Ces nombreuses initiatives sont inspirantes et permettent de prendre conscience des efforts réalisés pour inclure cette population au sein de la société.

Conclusion

Accueillir tous les publics tout en faisant la promotion du vivre-ensemble est au coeur de la mission des bibliothèques. Faciliter l’accueil et l’inclusion des personnes ayant une déficience intellectuelle s’avère bénéfique pour la collectivité puisque les moyens utilisés profitent aussi à d’autres groupes. Par exemple, l’utilisation de pictogrammes pour la signalisation permet aux usagers qui ne parlent pas français ou qui ont des difficultés en lecture de s’orienter facilement.

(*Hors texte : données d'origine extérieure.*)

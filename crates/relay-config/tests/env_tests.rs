// SPDX-FileCopyrightText: 2026 Relay Contributors
// SPDX-License-Identifier: MIT OR Apache-2.0

//! Environment overrides against the real process environment.

use relay_config::load_config_from_path;
use serial_test::serial;

fn config_file(content: &str) -> (tempfile::TempDir, std::path::PathBuf) {
    let dir = tempfile::tempdir().unwrap();
    let path = dir.path().join("relay.toml");
    std::fs::write(&path, content).unwrap();
    (dir, path)
}

#[test]
#[serial]
fn prefixed_number_overrides_file() {
    let (_dir, path) = config_file("[bridge]\nport = 9100\n");

    // SAFETY: test-only env mutation, serialized with #[serial].
    unsafe { std::env::set_var("RELAY_BRIDGE_DEFAULT_LIMIT", "50") };
    let result = load_config_from_path(&path);
    unsafe { std::env::remove_var("RELAY_BRIDGE_DEFAULT_LIMIT") };

    let config = result.unwrap();
    assert_eq!(config.bridge.port, 9100);
    assert_eq!(config.bridge.default_limit, 50);
}

#[test]
#[serial]
fn service_variables_override_file() {
    let (_dir, path) = config_file("[bridge]\nport = 9100\n\n[login]\ncode = \"11111\"\n");

    unsafe {
        std::env::set_var("TELEGRAM_BRIDGE_PORT", "9200");
        std::env::set_var("TELEGRAM_LOGIN_CODE", "00777");
    }
    let result = load_config_from_path(&path);
    unsafe {
        std::env::remove_var("TELEGRAM_BRIDGE_PORT");
        std::env::remove_var("TELEGRAM_LOGIN_CODE");
    }

    let config = result.unwrap();
    assert_eq!(config.bridge.port, 9200);
    assert_eq!(config.login.code.as_deref(), Some("00777"));
}

#[test]
#[serial]
fn unknown_prefixed_variable_is_ignored() {
    let (_dir, path) = config_file("");

    unsafe { std::env::set_var("RELAY_AGENT_NAME", "x") };
    let result = load_config_from_path(&path);
    unsafe { std::env::remove_var("RELAY_AGENT_NAME") };

    assert!(result.is_ok());
}
// SPDX-FileCopyrightText: 2026 Relay Contributors
// SPDX-License-Identifier: MIT OR Apache-2.0

//! Telegram user-account client for the Relay bridge.
//!
//! Implements [`MessagingClient`] on `grammers-client`, an MTProto client.
//! The session file is loaded on connect and written back after login and
//! on shutdown.

pub mod peer;

use std::fmt::Display;
use std::path::{Path, PathBuf};
use std::sync::atomic::{AtomicU64, Ordering};

use async_trait::async_trait;
use chrono::{DateTime, Utc};
use dashmap::DashMap;
use grammers_client::types::{Chat, LoginToken, PasswordToken};
use grammers_client::{Client, Config, InitParams, SignInError};
use grammers_session::{PackedChat, Session};
use relay_core::types::{LoginCodeToken, PeerKind, SignInOutcome};
use relay_core::{MessagingClient, RelayError, RemoteMessage, ResolvedPeer};
use secrecy::{ExposeSecret, SecretString};
use tokio::sync::Mutex;
use tracing::{debug, info};

use peer::PeerQuery;

fn upstream(err: impl Display) -> RelayError {
    RelayError::upstream_message(err.to_string())
}

fn auth(message: impl Display) -> RelayError {
    RelayError::Auth {
        message: message.to_string(),
        source: None,
    }
}

fn kind_of(chat: &Chat) -> PeerKind {
    match chat {
        Chat::User(_) => PeerKind::User,
        Chat::Group(_) => PeerKind::Group,
        Chat::Channel(_) => PeerKind::Channel,
    }
}

/// Build a [`RemoteMessage`] from raw message fields. Empty text is absent.
fn remote_message(id: i64, text: &str, outgoing: bool, timestamp: i64) -> RemoteMessage {
    RemoteMessage {
        id,
        text: Some(text.to_string()).filter(|t| !t.is_empty()),
        outgoing,
        date: DateTime::<Utc>::from_timestamp(timestamp, 0),
    }
}

/// A connected Telegram user account.
pub struct TelegramAccountClient {
    client: Client,
    session_path: PathBuf,
    pending_code: Mutex<Option<(String, LoginToken)>>,
    pending_password: Mutex<Option<PasswordToken>>,
    chats: DashMap<(PeerKind, i64), PackedChat>,
    next_ticket: AtomicU64,
}

impl TelegramAccountClient {
    /// Load (or create) the session at `session_path` and connect.
    pub async fn connect(
        session_path: &Path,
        api_id: i32,
        api_hash: &SecretString,
    ) -> Result<Self, RelayError> {
        let session =
            Session::load_file_or_create(session_path).map_err(|source| RelayError::Session { source })?;
        let client = Client::connect(Config {
            session,
            api_id,
            api_hash: api_hash.expose_secret().to_string(),
            params: InitParams::default(),
        })
        .await
        .map_err(|e| upstream(format!("failed to connect to Telegram: {e}")))?;
        info!(session = %session_path.display(), "connected to Telegram");

        Ok(Self {
            client,
            session_path: session_path.to_path_buf(),
            pending_code: Mutex::new(None),
            pending_password: Mutex::new(None),
            chats: DashMap::new(),
            next_ticket: AtomicU64::new(1),
        })
    }

    /// Write the session back to its file.
    pub fn save_session(&self) -> Result<(), RelayError> {
        self.client
            .session()
            .save_to_file(&self.session_path)
            .map_err(|source| RelayError::Session { source })?;
        debug!(session = %self.session_path.display(), "session saved");
        Ok(())
    }

    fn packed(&self, peer: &ResolvedPeer) -> Result<PackedChat, RelayError> {
        self.chats
            .get(&(peer.kind, peer.id))
            .map(|entry| entry.value().clone())
            .ok_or_else(|| upstream(format!("peer {} {} was not resolved", peer.kind, peer.id)))
    }

    /// Find a numeric id among the account's dialogs.
    async fn find_in_dialogs(&self, wanted: i64) -> Result<Option<Chat>, RelayError> {
        let mut dialogs = self.client.iter_dialogs();
        while let Some(dialog) = dialogs.next().await.map_err(upstream)? {
            let chat = dialog.chat();
            if peer::matches_id(kind_of(chat), chat.id(), wanted) {
                return Ok(Some(chat.clone()));
            }
        }
        Ok(None)
    }
}

#[async_trait]
impl MessagingClient for TelegramAccountClient {
    async fn is_authorized(&self) -> Result<bool, RelayError> {
        self.client.is_authorized().await.map_err(upstream)
    }

    async fn request_login_code(&self, phone: &str) -> Result<LoginCodeToken, RelayError> {
        let token = self.client.request_login_code(phone).await.map_err(auth)?;
        let ticket = format!("code-{}", self.next_ticket.fetch_add(1, Ordering::SeqCst));
        *self.pending_code.lock().await = Some((ticket.clone(), token));
        Ok(LoginCodeToken {
            phone_code_hash: ticket,
        })
    }

    async fn sign_in(
        &self,
        _phone: &str,
        token: &LoginCodeToken,
        code: &str,
    ) -> Result<SignInOutcome, RelayError> {
        let pending = self.pending_code.lock().await.take();
        let login_token = match pending {
            Some((ticket, login_token)) if ticket == token.phone_code_hash => login_token,
            _ => return Err(auth("no login code was requested for this sign-in")),
        };

        match self.client.sign_in(&login_token, code).await {
            Ok(_) => {
                self.save_session()?;
                Ok(SignInOutcome::Authorized)
            }
            Err(SignInError::PasswordRequired(password_token)) => {
                *self.pending_password.lock().await = Some(password_token);
                Ok(SignInOutcome::PasswordRequired)
            }
            Err(e) => Err(auth(e)),
        }
    }

    async fn check_password(&self, password: &SecretString) -> Result<(), RelayError> {
        let password_token = self
            .pending_password
            .lock()
            .await
            .take()
            .ok_or_else(|| auth("no password was requested"))?;
        self.client
            .check_password(password_token, password.expose_secret())
            .await
            .map_err(auth)?;
        self.save_session()
    }

    async fn resolve_peer(&self, peer: &str) -> Result<ResolvedPeer, RelayError> {
        let not_found = || upstream(format!("Cannot find any entity corresponding to \"{peer}\""));
        let chat = match PeerQuery::parse(peer).ok_or_else(not_found)? {
            PeerQuery::Username(name) => self.client.resolve_username(name).await.map_err(upstream)?,
            PeerQuery::Id(id) => self.find_in_dialogs(id).await?,
        };
        let chat = chat.ok_or_else(not_found)?;

        let resolved = ResolvedPeer {
            id: chat.id(),
            kind: kind_of(&chat),
            access_hash: None,
        };
        self.chats.insert((resolved.kind, resolved.id), chat.pack());
        debug!(peer, kind = %resolved.kind, id = resolved.id, "peer resolved");
        Ok(resolved)
    }

    async fn recent_messages(
        &self,
        peer: &ResolvedPeer,
        limit: u32,
    ) -> Result<Vec<RemoteMessage>, RelayError> {
        let chat = self.packed(peer)?;
        let mut messages = self.client.iter_messages(chat).limit(limit as usize);
        let mut out = Vec::new();
        while let Some(message) = messages.next().await.map_err(upstream)? {
            out.push(remote_message(
                i64::from(message.id()),
                message.text(),
                message.outgoing(),
                message.date().timestamp(),
            ));
        }
        Ok(out)
    }

    async fn send_message(
        &self,
        peer: &ResolvedPeer,
        text: &str,
    ) -> Result<RemoteMessage, RelayError> {
        let chat = self.packed(peer)?;
        let sent = self.client.send_message(chat, text).await.map_err(upstream)?;
        Ok(remote_message(
            i64::from(sent.id()),
            sent.text(),
            true,
            sent.date().timestamp(),
        ))
    }
}
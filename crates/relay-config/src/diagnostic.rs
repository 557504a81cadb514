// SPDX-FileCopyrightText: 2026 Relay Contributors
// SPDX-License-Identifier: MIT OR Apache-2.0

//! Figment-to-miette error bridge with fuzzy match suggestions.
//!
//! Turns Figment extraction failures into miette diagnostics that point at the
//! offending key in `relay.toml` and suggest the closest valid key.

#![allow(unused_assignments)] // miette's Diagnostic derive generates code triggering this lint

use miette::{Diagnostic, NamedSource, SourceSpan};
use thiserror::Error;

/// Minimum Jaro-Winkler similarity score to suggest a correction.
const SUGGESTION_THRESHOLD: f64 = 0.75;

/// A configuration error with rich diagnostic information.
#[derive(Debug, Error, Diagnostic)]
pub enum ConfigError {
    /// An unknown key was found in the configuration.
    #[error("unknown configuration key `{key}`")]
    #[diagnostic(
        code(relay::config::unknown_key),
        help("{}", unknown_key_help(suggestion.as_deref(), valid_keys))
    )]
    UnknownKey {
        key: String,
        suggestion: Option<String>,
        valid_keys: String,
        #[label("not a recognized key")]
        span: Option<SourceSpan>,
        #[source_code]
        src: Option<NamedSource<String>>,
    },

    /// A configuration value has the wrong type.
    #[error("invalid type for key `{key}`: {detail}")]
    #[diagnostic(code(relay::config::invalid_type), help("expected {expected}"))]
    InvalidType {
        key: String,
        detail: String,
        expected: String,
    },

    /// A key required by the selected command is not set anywhere.
    #[error("missing required setting `{key}`")]
    #[diagnostic(
        code(relay::config::missing_key),
        help("set {env_var} or add `{key} = <value>` to your relay.toml")
    )]
    MissingKey {
        /// Dotted config path, e.g. `telegram.api_id`.
        key: String,
        /// Environment variable that also provides the value.
        env_var: String,
    },

    /// A validation error for a config value.
    #[error("validation error: {message}")]
    #[diagnostic(code(relay::config::validation))]
    Validation { message: String },

    /// Catch-all for other configuration errors.
    #[error("configuration error: {0}")]
    #[diagnostic(code(relay::config::other))]
    Other(String),
}

fn unknown_key_help(suggestion: Option<&str>, valid_keys: &str) -> String {
    match suggestion {
        Some(s) => format!("did you mean `{s}`? Valid keys: {valid_keys}"),
        None => format!("valid keys: {valid_keys}"),
    }
}

/// Convert a `figment::Error` (which may hold several errors) into diagnostics.
///
/// `toml_sources` pairs each loaded file path with its contents so unknown keys
/// can be underlined in place.
pub fn figment_to_config_errors(
    err: figment::Error,
    toml_sources: &[(String, String)],
) -> Vec<ConfigError> {
    use figment::error::Kind;

    err.into_iter()
        .map(|error| match &error.kind {
            Kind::UnknownField(field, expected) => {
                let suggestion = suggest_key(field, expected);
                let (span, src) = locate_key(&error, field, toml_sources);
                ConfigError::UnknownKey {
                    key: field.clone(),
                    suggestion,
                    valid_keys: expected.join(", "),
                    span,
                    src,
                }
            }
            Kind::MissingField(field) => {
                let key = dotted_path(&error.path, field);
                ConfigError::MissingKey {
                    env_var: format!("RELAY_{}", key.replace('.', "_").to_ascii_uppercase()),
                    key,
                }
            }
            Kind::InvalidType(actual, expected) => ConfigError::InvalidType {
                key: error.path.join("."),
                detail: format!("found {actual}, expected {expected}"),
                expected: expected.to_string(),
            },
            _ => ConfigError::Other(error.to_string()),
        })
        .collect()
}

fn dotted_path(path: &[String], field: &str) -> String {
    path.iter()
        .map(String::as_str)
        .chain(std::iter::once(field))
        .collect::<Vec<_>>()
        .join(".")
}

/// Find the span of `field` in whichever TOML file the error came from.
fn locate_key(
    error: &figment::error::Error,
    field: &str,
    toml_sources: &[(String, String)],
) -> (Option<SourceSpan>, Option<NamedSource<String>>) {
    let origin = error
        .metadata
        .as_ref()
        .and_then(|m| m.source.as_ref())
        .and_then(|s| match s {
            figment::Source::File(path) => Some(path.display().to_string()),
            _ => None,
        });

    let found = toml_sources.iter().find(|(path, _)| match &origin {
        Some(origin) => path == origin,
        // Inline sources carry no file metadata.
        None => toml_sources.len() == 1,
    });

    let Some((path, content)) = found else {
        return (None, None);
    };
    match find_key_offset(content, &error.path, field) {
        Some(offset) => (
            Some(SourceSpan::new(offset.into(), field.len())),
            Some(NamedSource::new(path, content.clone())),
        ),
        None => (None, None),
    }
}

/// Find the byte offset of `field` in TOML `content`, after the `[section]`
/// header named by the first element of `path`.
pub fn find_key_offset(content: &str, path: &[String], field: &str) -> Option<usize> {
    let start = match path.first() {
        Some(section) => {
            let header = format!("[{section}]");
            content.find(&header)? + header.len()
        }
        None => 0,
    };

    let mut offset = start;
    for line in content[start..].split_inclusive('\n') {
        let trimmed = line.trim_start();
        if trimmed.starts_with('[') && path.first().is_some() {
            // Next section; the key is not in this one.
            return None;
        }
        if let Some(after) = trimmed.strip_prefix(field) {
            if after.starts_with([' ', '\t', '=']) {
                return Some(offset + (line.len() - trimmed.len()));
            }
        }
        offset += line.len();
    }

    None
}

/// Suggest the closest valid key by Jaro-Winkler similarity.
pub fn suggest_key(unknown: &str, valid_keys: &[&str]) -> Option<String> {
    valid_keys
        .iter()
        .map(|key| (strsim::jaro_winkler(unknown, key), *key))
        .filter(|(score, _)| *score > SUGGESTION_THRESHOLD)
        .max_by(|a, b| a.0.total_cmp(&b.0))
        .map(|(_, key)| key.to_string())
}

/// Render a list of `ConfigError`s to stderr using miette's graphical handler.
pub fn render_errors(errors: &[ConfigError]) {
    use miette::GraphicalReportHandler;

    let handler = GraphicalReportHandler::new();
    for error in errors {
        let mut buf = String::new();
        let diagnostic: &dyn Diagnostic = error;
        if handler.render_report(&mut buf, diagnostic).is_ok() {
            eprint!("{buf}");
        } else {
            eprintln!("Error: {error}");
        }
    }
}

L’adaptation d’activités pour les personnes ayant une déficience intellectuelle est un mandat fort stimulant. Le projet lancé à la Grande Bibliothèque il y a quelques mois vise à favoriser la participation citoyenne de tous. Sa réalisation contribuera à démystifier les réalités des personnes présentant une déficience intellectuelle. De nombreuses initiatives ont été lancées pour cette clientèle, et il importe de les faire connaître.

Les bibliothèques sont des alliées dans l’intégration des personnes marginalisées. Vouloir rendre les bibliothèques accessibles et non discriminatoires demande aux bibliothécaires et à leurs collègues de s’investir auprès de la communauté par des services inclusifs.